Nobel prize winners warn financial system is still not out of the woods

By Ambrose Evans-Pritchard,
International Business Editor, in Lindau, Germany

1:27am BST 22/08/2008

A top caste of Nobel Prize economists has warned that the world's financial system may not start to recover for at least another year, leaving banks at mounting risk of an insolvency crisis.

"There is a tremendous amount of de-leveraging still necessary in the United States and Europe," said Myron Scholes, the father of complex derivatives.

"I'm not exactly sure when it's going to end. There are many financial institutions that need to add capital or sell assets, but it's getting more difficult," he said, at the annual gathering of Laureates on Lake Constance hosted by Sweden's Riksbank.

Mr Scholes, co-founder of the hedge fund Long-Term Capital Management, has had a brush with a systemic melt-down. His fund was almost $100bn (£53bn) underwater in the 1998 financial crisis after Russia's default caused bets on Italian and Spanish bonds to turn bad. The US Federal Reserve came to the rescue by slashing interest rates.

Joseph Stiglitz, the former head of the White House Council of Economic Advisers, said the crisis would cost the US $1.5 trillion over the next three years. But this is just the start. The downturn is engulfing most of the global economy.

"This has spread to Europe, and will probably spread to China," he said.

He said the European Central Bank was making a serious error trying to squeeze inflation. "There is no theoretical justification for this," he said.

"They seem to have recognised that there are other risks beside inflation, so there is a glimmer of hope," he said.

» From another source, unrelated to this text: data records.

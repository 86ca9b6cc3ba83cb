//! Configuration schema for the monoenv engine.
//!
//! The configuration surface is a strongly-typed struct tree deserialized
//! with `deny_unknown_fields` (unknown fields are rejected at parse time) and
//! range-checked once by [`Settings::validate`] before the engine is
//! constructed. `Settings::default()` yields the complete default tree, so
//! deserializing `{}` produces a fully populated configuration.

use crate::error::{Error, Result};
use crate::types::EnvResolution;
use serde::{Deserialize, Serialize};
use std::collections::BTreeMap;
use std::fs;
use std::path::Path;

/// Names of the built-in providers, in detection priority order.
pub const BUILTIN_PROVIDER_NAMES: [&str; 5] = [
    "turborepo",
    "nx",
    "lerna",
    "cargo_workspaces",
    "yarn_workspaces",
];

/// Top-level engine configuration.
#[derive(Debug, Clone, Serialize, Deserialize, PartialEq)]
#[serde(deny_unknown_fields, default)]
pub struct Settings {
    /// Master switch; a disabled engine answers every query with an empty result.
    pub enabled: bool,
    /// Whether the workspace manager switches workspaces as files are visited.
    pub auto_switch: bool,
    /// Whether workspace switches notify registered listeners.
    pub notify_on_switch: bool,
    /// Provider selection and custom provider declarations.
    pub providers: ProviderSettings,
    /// Cache and throttling tunables.
    pub performance: PerformanceSettings,
}

impl Default for Settings {
    fn default() -> Self {
        Self {
            enabled: true,
            auto_switch: true,
            notify_on_switch: true,
            providers: ProviderSettings::default(),
            performance: PerformanceSettings::default(),
        }
    }
}

/// Provider selection: which builtins to load and which custom providers to add.
#[derive(Debug, Clone, Serialize, Deserialize, PartialEq)]
#[serde(deny_unknown_fields, default)]
pub struct ProviderSettings {
    /// Built-in provider names to register; defaults to all of them.
    pub builtin: Vec<String>,
    /// Declarative custom providers built through the provider factory.
    pub custom: Vec<ProviderSpec>,
}

impl Default for ProviderSettings {
    fn default() -> Self {
        Self {
            builtin: BUILTIN_PROVIDER_NAMES
                .iter()
                .map(ToString::to_string)
                .collect(),
            custom: Vec::new(),
        }
    }
}

/// Declarative description of a custom provider.
///
/// A spec with only `markers` produces a marker-presence provider; adding
/// `config_fields` upgrades detection to parse a named JSON field out of each
/// marker file for extra confidence and metadata.
#[derive(Debug, Clone, Serialize, Deserialize, PartialEq)]
#[serde(deny_unknown_fields)]
pub struct ProviderSpec {
    /// Unique provider name.
    pub name: String,
    /// Detection priority; lower is tried first.
    #[serde(default = "default_spec_priority")]
    pub priority: u32,
    /// Marker filenames whose presence identifies the monorepo root.
    #[serde(default)]
    pub markers: Vec<String>,
    /// Optional marker filename → JSON field to parse for confidence bonus
    /// and metadata.
    #[serde(default)]
    pub config_fields: BTreeMap<String, String>,
    /// Glob patterns locating workspace directories under the root.
    #[serde(default)]
    pub workspace_patterns: Vec<String>,
    /// Workspace-type names in sort priority order.
    #[serde(default)]
    pub workspace_type_priority: Vec<String>,
    /// Environment-file resolution policy.
    #[serde(default)]
    pub env_resolution: EnvResolution,
    /// Package-manager marker files validating a workspace directory.
    #[serde(default = "default_spec_package_managers")]
    pub package_managers: Vec<String>,
    /// Detection cache TTL in milliseconds; `None` uses the provider default.
    #[serde(default)]
    pub cache_ttl_ms: Option<u64>,
    /// Maximum workspace depth below the root; `None` uses the provider default.
    #[serde(default)]
    pub max_depth: Option<usize>,
}

fn default_spec_priority() -> u32 {
    10
}

fn default_spec_package_managers() -> Vec<String> {
    vec!["package.json".to_string()]
}

impl ProviderSpec {
    /// Creates a spec with the given name and all defaults.
    #[must_use]
    pub fn new(name: impl Into<String>) -> Self {
        Self {
            name: name.into(),
            priority: default_spec_priority(),
            markers: Vec::new(),
            config_fields: BTreeMap::new(),
            workspace_patterns: Vec::new(),
            workspace_type_priority: Vec::new(),
            env_resolution: EnvResolution::default(),
            package_managers: default_spec_package_managers(),
            cache_ttl_ms: None,
            max_depth: None,
        }
    }

    /// Collects validation issues for this spec; empty means valid.
    #[must_use]
    pub fn issues(&self) -> Vec<String> {
        let mut issues = Vec::new();
        if self.name.trim().is_empty() {
            issues.push("custom provider name must not be empty".to_string());
        }
        if self.markers.is_empty() {
            issues.push(format!(
                "custom provider '{}' declares no detection markers",
                self.name
            ));
        }
        for marker in self.config_fields.keys() {
            if !self.markers.iter().any(|m| m == marker) {
                issues.push(format!(
                    "custom provider '{}' maps config field for unknown marker '{marker}'",
                    self.name
                ));
            }
        }
        issues
    }
}

/// Cache and throttling tunables.
#[derive(Debug, Clone, Serialize, Deserialize, PartialEq, Default)]
#[serde(deny_unknown_fields, default)]
pub struct PerformanceSettings {
    /// Cache bounds shared by the detection, workspace, and env-file namespaces.
    pub cache: CacheSettings,
    /// Auto-switch throttling.
    pub auto_switch_throttle: ThrottleSettings,
}

/// Bounds for each cache namespace.
#[derive(Debug, Clone, Serialize, Deserialize, PartialEq)]
#[serde(deny_unknown_fields, default)]
pub struct CacheSettings {
    /// Maximum entries per namespace; range `[10, 10000]`.
    pub max_entries: usize,
    /// Default entry TTL in milliseconds; range `[1000, 3600000]`.
    pub default_ttl_ms: u64,
    /// Minimum interval between cleanup sweeps in milliseconds; range `[1000, 600000]`.
    pub cleanup_interval_ms: u64,
}

impl Default for CacheSettings {
    fn default() -> Self {
        Self {
            max_entries: 1000,
            default_ttl_ms: 300_000,
            cleanup_interval_ms: 60_000,
        }
    }
}

/// Auto-switch throttling tunables.
#[derive(Debug, Clone, Serialize, Deserialize, PartialEq)]
#[serde(deny_unknown_fields, default)]
pub struct ThrottleSettings {
    /// Minimum interval between workspace switches in milliseconds; at most 60000.
    pub min_interval_ms: u64,
    /// Deferred switch requests coalesced before a switch is forced; range `[1, 100]`.
    pub max_pending: usize,
}

impl Default for ThrottleSettings {
    fn default() -> Self {
        Self {
            min_interval_ms: 500,
            max_pending: 8,
        }
    }
}

impl Settings {
    /// Deserializes settings from a JSON value, then validates them.
    ///
    /// # Errors
    ///
    /// Returns [`Error::Json`] for schema violations (including unknown
    /// fields) and [`Error::InvalidConfig`] for out-of-range values.
    pub fn from_json(value: serde_json::Value) -> Result<Self> {
        let settings: Self = serde_json::from_value(value)?;
        settings.validate()?;
        Ok(settings)
    }

    /// Reads and validates settings from a JSON file.
    ///
    /// # Errors
    ///
    /// Returns [`Error::Io`] when the file cannot be read, [`Error::Json`]
    /// when it cannot be parsed, and [`Error::InvalidConfig`] when values are
    /// out of range.
    pub fn from_path(path: &Path) -> Result<Self> {
        let content = fs::read_to_string(path).map_err(|e| Error::Io {
            source: e,
            path: Some(path.to_path_buf()),
            operation: "reading configuration".to_string(),
        })?;
        let value: serde_json::Value = serde_json::from_str(&content).map_err(|e| Error::Json {
            source: e,
            path: Some(path.to_path_buf()),
        })?;
        Self::from_json(value)
    }

    /// Range-checks every numeric field and verifies provider references.
    ///
    /// # Errors
    ///
    /// Returns [`Error::InvalidConfig`] carrying every violation found.
    pub fn validate(&self) -> Result<()> {
        let mut issues = Vec::new();

        let cache = &self.performance.cache;
        if !(10..=10_000).contains(&cache.max_entries) {
            issues.push(format!(
                "performance.cache.max_entries must be in [10, 10000], got {}",
                cache.max_entries
            ));
        }
        if !(1_000..=3_600_000).contains(&cache.default_ttl_ms) {
            issues.push(format!(
                "performance.cache.default_ttl_ms must be in [1000, 3600000], got {}",
                cache.default_ttl_ms
            ));
        }
        if !(1_000..=600_000).contains(&cache.cleanup_interval_ms) {
            issues.push(format!(
                "performance.cache.cleanup_interval_ms must be in [1000, 600000], got {}",
                cache.cleanup_interval_ms
            ));
        }

        let throttle = &self.performance.auto_switch_throttle;
        if throttle.min_interval_ms > 60_000 {
            issues.push(format!(
                "performance.auto_switch_throttle.min_interval_ms must be at most 60000, got {}",
                throttle.min_interval_ms
            ));
        }
        if !(1..=100).contains(&throttle.max_pending) {
            issues.push(format!(
                "performance.auto_switch_throttle.max_pending must be in [1, 100], got {}",
                throttle.max_pending
            ));
        }

        for name in &self.providers.builtin {
            if !BUILTIN_PROVIDER_NAMES.contains(&name.as_str()) {
                issues.push(format!(
                    "providers.builtin contains unknown provider '{name}'"
                ));
            }
        }

        let mut seen = std::collections::HashSet::new();
        for spec in &self.providers.custom {
            issues.extend(spec.issues());
            if !spec.name.trim().is_empty() && !seen.insert(spec.name.as_str()) {
                issues.push(format!(
                    "providers.custom declares provider '{}' more than once",
                    spec.name
                ));
            }
        }

        if issues.is_empty() {
            Ok(())
        } else {
            Err(Error::InvalidConfig { issues })
        }
    }
}

#[cfg(test)]
mod tests {
    use super::*;
    use serde_json::json;

    #[test]
    fn empty_object_yields_full_default_tree() {
        let settings = Settings::from_json(json!({})).unwrap();

        assert_eq!(settings, Settings::default());
        assert!(settings.enabled);
        assert_eq!(settings.providers.builtin.len(), 5);
        assert_eq!(settings.performance.cache.max_entries, 1000);
        assert_eq!(settings.performance.cache.default_ttl_ms, 300_000);
        assert_eq!(settings.performance.cache.cleanup_interval_ms, 60_000);
        assert_eq!(settings.performance.auto_switch_throttle.max_pending, 8);
    }

    #[test]
    fn unknown_top_level_field_is_rejected() {
        let result = Settings::from_json(json!({ "colour_scheme": "mono" }));
        assert!(matches!(result, Err(Error::Json { .. })));
    }

    #[test]
    fn unknown_nested_field_is_rejected() {
        let result = Settings::from_json(json!({ "performance": { "cache": { "size": 5 } } }));
        assert!(matches!(result, Err(Error::Json { .. })));
    }

    #[test]
    fn out_of_range_max_entries_is_rejected() {
        let result = Settings::from_json(json!({
            "performance": { "cache": { "max_entries": 5 } }
        }));

        match result {
            Err(Error::InvalidConfig { issues }) => {
                assert_eq!(issues.len(), 1);
                assert!(issues[0].contains("max_entries"));
            }
            other => panic!("expected InvalidConfig, got {other:?}"),
        }
    }

    #[test]
    fn validation_collects_multiple_issues() {
        let result = Settings::from_json(json!({
            "providers": { "builtin": ["turborepo", "maven"] },
            "performance": {
                "cache": { "max_entries": 50000, "default_ttl_ms": 10 }
            }
        }));

        match result {
            Err(Error::InvalidConfig { issues }) => {
                assert_eq!(issues.len(), 3);
            }
            other => panic!("expected InvalidConfig, got {other:?}"),
        }
    }

    #[test]
    fn custom_spec_without_markers_is_rejected() {
        let result = Settings::from_json(json!({
            "providers": { "custom": [{ "name": "bazel" }] }
        }));

        match result {
            Err(Error::InvalidConfig { issues }) => {
                assert!(issues[0].contains("no detection markers"));
            }
            other => panic!("expected InvalidConfig, got {other:?}"),
        }
    }

    #[test]
    fn custom_spec_round_trips() {
        let settings = Settings::from_json(json!({
            "providers": {
                "custom": [{
                    "name": "bazel",
                    "priority": 4,
                    "markers": ["WORKSPACE.bazel"],
                    "workspace_patterns": ["services/*"],
                    "env_resolution": { "strategy": "root_first" }
                }]
            }
        }))
        .unwrap();

        let spec = &settings.providers.custom[0];
        assert_eq!(spec.name, "bazel");
        assert_eq!(spec.priority, 4);
        assert_eq!(
            spec.env_resolution.strategy,
            crate::types::ResolutionStrategy::RootFirst
        );
        assert_eq!(spec.package_managers, vec!["package.json".to_string()]);
    }

    #[test]
    fn from_path_reads_json_file() {
        let dir = tempfile::TempDir::new().unwrap();
        let path = dir.path().join("monoenv.json");
        std::fs::write(&path, r#"{ "auto_switch": false }"#).unwrap();

        let settings = Settings::from_path(&path).unwrap();
        assert!(!settings.auto_switch);
        assert!(settings.enabled);
    }

    #[test]
    fn from_path_missing_file_is_io_error() {
        let result = Settings::from_path(Path::new("/nonexistent/monoenv.json"));
        assert!(matches!(result, Err(Error::Io { .. })));
    }
}
use super::alf::Alf;
use super::error::GeometryError;
use super::models::geometry::Atoms;
use super::utils::geometry::DEGENERACY_EPS;
use nalgebra::{Matrix3, Point3, Vector3};

/// Orthonormal 3x3 rotation (the C-matrix) of one atom's local frame.
///
/// Rows 0, 1 and 2 are the local x, y and z unit vectors expressed in the global
/// Cartesian basis, so `C * v` maps a global vector into local coordinates.
#[derive(Debug, Clone, Copy, PartialEq)]
pub struct RotationMatrix {
    matrix: Matrix3<f64>,
}

impl RotationMatrix {
    /// Builds the frame from the origin, x-axis and xy-plane positions.
    ///
    /// `atom` only labels the error.
    ///
    /// # Errors
    ///
    /// Returns [`GeometryError::DegenerateGeometry`] if the x-axis atom sits on the
    /// origin or the xy-plane atom is collinear with the x axis.
    pub fn from_points(
        origin: &Point3<f64>,
        x_point: &Point3<f64>,
        xy_point: &Point3<f64>,
        atom: usize,
    ) -> Result<Self, GeometryError> {
        let a = x_point - origin;
        let b = xy_point - origin;

        let a_sq = a.norm_squared();
        if a_sq.sqrt() < DEGENERACY_EPS {
            return Err(GeometryError::DegenerateGeometry {
                atom,
                reason: "x-axis atom coincides with the origin",
            });
        }
        let row0 = a / a_sq.sqrt();

        let sigma = -a.dot(&b) / a_sq;
        let y_vec = sigma * a + b;
        let y_norm = y_vec.norm();
        if y_norm < DEGENERACY_EPS {
            return Err(GeometryError::DegenerateGeometry {
                atom,
                reason: "xy-plane atom is collinear with the x axis",
            });
        }
        let row1 = y_vec / y_norm;
        let row2 = row0.cross(&row1);

        Ok(Self {
            matrix: Matrix3::from_rows(&[row0.transpose(), row1.transpose(), row2.transpose()]),
        })
    }

    /// C-matrix of the frame `alf` evaluated on `atoms`.
    ///
    /// A two-atom frame has no xy-plane atom; the fixed dummy point
    /// `origin + (x - origin) + (1, 1, 1)` stands in for it. The resulting y and z
    /// axes are valid but carry no chemical meaning.
    pub fn for_alf(atoms: &Atoms, alf: &Alf) -> Result<Self, GeometryError> {
        let origin = atoms.position(alf.origin)?;
        let x_point = atoms.position(alf.x_axis)?;
        let xy_point = match alf.xy_plane {
            Some(xy) => atoms.position(xy)?,
            None => x_point + Vector3::new(1.0, 1.0, 1.0),
        };
        Self::from_points(&origin, &x_point, &xy_point, alf.origin)
    }

    pub fn matrix(&self) -> &Matrix3<f64> {
        &self.matrix
    }

    /// Local axis `i` (0 = x, 1 = y, 2 = z) in global coordinates.
    pub fn axis(&self, i: usize) -> Vector3<f64> {
        self.matrix.row(i).transpose()
    }

    pub fn to_local(&self, v: &Vector3<f64>) -> Vector3<f64> {
        self.matrix * v
    }

    pub fn to_global(&self, v: &Vector3<f64>) -> Vector3<f64> {
        self.matrix.transpose() * v
    }
}

/// Expresses per-atom Cartesian force (or gradient) vectors in a local frame.
pub fn rotate_forces_to_local(
    forces: &[Vector3<f64>],
    rotation: &RotationMatrix,
) -> Vec<Vector3<f64>> {
    forces.iter().map(|f| rotation.to_local(f)).collect()
}

#[cfg(test)]
mod tests {
    use super::*;
    use crate::core::models::units::DistanceUnit;

    const TOLERANCE: f64 = 1e-8;

    fn skewed_triatomic() -> Atoms {
        Atoms::from_symbols_and_coords(
            &["C", "O", "N"],
            &[[0.3, -1.2, 0.8], [1.5, 0.4, -0.2], [-0.7, 0.9, 1.6]],
            DistanceUnit::Bohr,
        )
        .unwrap()
    }

    fn assert_orthonormal(c: &RotationMatrix) {
        for i in 0..3 {
            assert!((c.axis(i).norm() - 1.0).abs() < TOLERANCE);
            for j in (i + 1)..3 {
                assert!(c.axis(i).dot(&c.axis(j)).abs() < TOLERANCE);
            }
        }
    }

    #[test]
    fn rows_are_orthonormal_and_right_handed() {
        let atoms = skewed_triatomic();
        for alf in [
            Alf::new(0, 1, Some(2)),
            Alf::new(1, 0, Some(2)),
            Alf::new(2, 0, Some(1)),
        ] {
            let c = RotationMatrix::for_alf(&atoms, &alf).unwrap();
            assert_orthonormal(&c);
            assert!((c.matrix().determinant() - 1.0).abs() < TOLERANCE);
        }
    }

    #[test]
    fn x_axis_points_at_x_atom_and_xy_atom_has_positive_local_y() {
        let atoms = skewed_triatomic();
        let c = RotationMatrix::for_alf(&atoms, &Alf::new(0, 1, Some(2))).unwrap();
        let to_x = c.to_local(&atoms.vector_between(0, 1).unwrap());
        assert!(to_x.y.abs() < TOLERANCE && to_x.z.abs() < TOLERANCE && to_x.x > 0.0);
        let to_xy = c.to_local(&atoms.vector_between(0, 2).unwrap());
        assert!(to_xy.z.abs() < TOLERANCE);
        assert!(to_xy.y > 0.0);
    }

    #[test]
    fn to_global_inverts_to_local() {
        let atoms = skewed_triatomic();
        let c = RotationMatrix::for_alf(&atoms, &Alf::new(2, 0, Some(1))).unwrap();
        let v = Vector3::new(0.2, -3.0, 1.4);
        assert!((c.to_global(&c.to_local(&v)) - v).norm() < 1e-12);
    }

    #[test]
    fn diatomic_frame_uses_dummy_point() {
        let atoms = Atoms::from_symbols_and_coords(
            &["H", "H"],
            &[[0.0, 0.0, 0.0], [1.4, 0.0, 0.0]],
            DistanceUnit::Bohr,
        )
        .unwrap();
        let c = RotationMatrix::for_alf(&atoms, &Alf::new(0, 1, None)).unwrap();
        assert_orthonormal(&c);
        assert!((c.axis(0) - Vector3::x()).norm() < TOLERANCE);
        let expected_y = Vector3::new(0.0, 1.0, 1.0).normalize();
        assert!((c.axis(1) - expected_y).norm() < TOLERANCE);
    }

    #[test]
    fn collocated_atoms_are_degenerate() {
        let atoms = Atoms::from_symbols_and_coords(
            &["C", "O", "N"],
            &[[0.0, 0.0, 0.0], [0.0, 0.0, 0.0], [1.0, 1.0, 0.0]],
            DistanceUnit::Bohr,
        )
        .unwrap();
        let err = RotationMatrix::for_alf(&atoms, &Alf::new(0, 1, Some(2))).unwrap_err();
        assert!(matches!(err, GeometryError::DegenerateGeometry { atom: 0, .. }));
    }

    #[test]
    fn collinear_xy_atom_is_degenerate() {
        let atoms = Atoms::from_symbols_and_coords(
            &["C", "O", "N"],
            &[[0.0, 0.0, 0.0], [1.0, 0.0, 0.0], [2.5, 0.0, 0.0]],
            DistanceUnit::Bohr,
        )
        .unwrap();
        assert!(matches!(
            RotationMatrix::for_alf(&atoms, &Alf::new(0, 1, Some(2))),
            Err(GeometryError::DegenerateGeometry { .. })
        ));
    }

    #[test]
    fn rotated_forces_keep_their_magnitude() {
        let atoms = skewed_triatomic();
        let c = RotationMatrix::for_alf(&atoms, &Alf::new(0, 1, Some(2))).unwrap();
        let forces = vec![Vector3::new(0.1, 0.2, -0.3), Vector3::new(-1.0, 0.0, 0.5)];
        let local = rotate_forces_to_local(&forces, &c);
        for (f, l) in forces.iter().zip(&local) {
            assert!((f.norm() - l.norm()).abs() < 1e-12);
        }
    }
}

"A lot has changed since the wage-price spiral of the 1970s. Labour unions are weaker, and globalisation acts as discipline on wage demands," he added.

Mr Stiglitz said the watchdogs had failed to prevent the credit bubble because they were themselves captives of ideology. "There was a party going on and the regulator didn't want to be a party pooper. They encouraged people to take out floating-rate mortgages at 1pc."

"Banks didn't just fail to manage their credit risk, they created credit risk. We have to bear the consequences," he said.

He cautioned against a punishment policy that would further damage the banking system, saying it was Japan's refusal to bail out the banking system in the 1990s over fears of moral hazard that led to the protracted slump.

Mr Scholes, an unrepentant free-marketeer, said governments had been a key cause of the debacle.

"It is necessary to remind people of risk. I hope there is not a rush to regulation, because the costs might be higher than the benefits," he said.

Moves to restrict lending by the mortgage giants Fannie Mae and Freddie Mac six years ago are a textbook case of what can go wrong. Other lenders operating outside any normal restraint muscled in on their once stodgy home loan business.

Berkeley Professor Daniel McFadden said the crunch was now moving into the broader economy, threatening a number of companies with bankruptcy.

He said the disastrous errors of recent years bring into question the whole assumption of "market efficiency" that lies at the core of modern economics.

He proposed a body like the US Food and Drug Administration to certify new types of securities and derivatives.

But at root, the failure is one of moral care. "Amid a rush to profit, what's been lost is the idea that a banker has some responsibility to protect the client's interest," he said.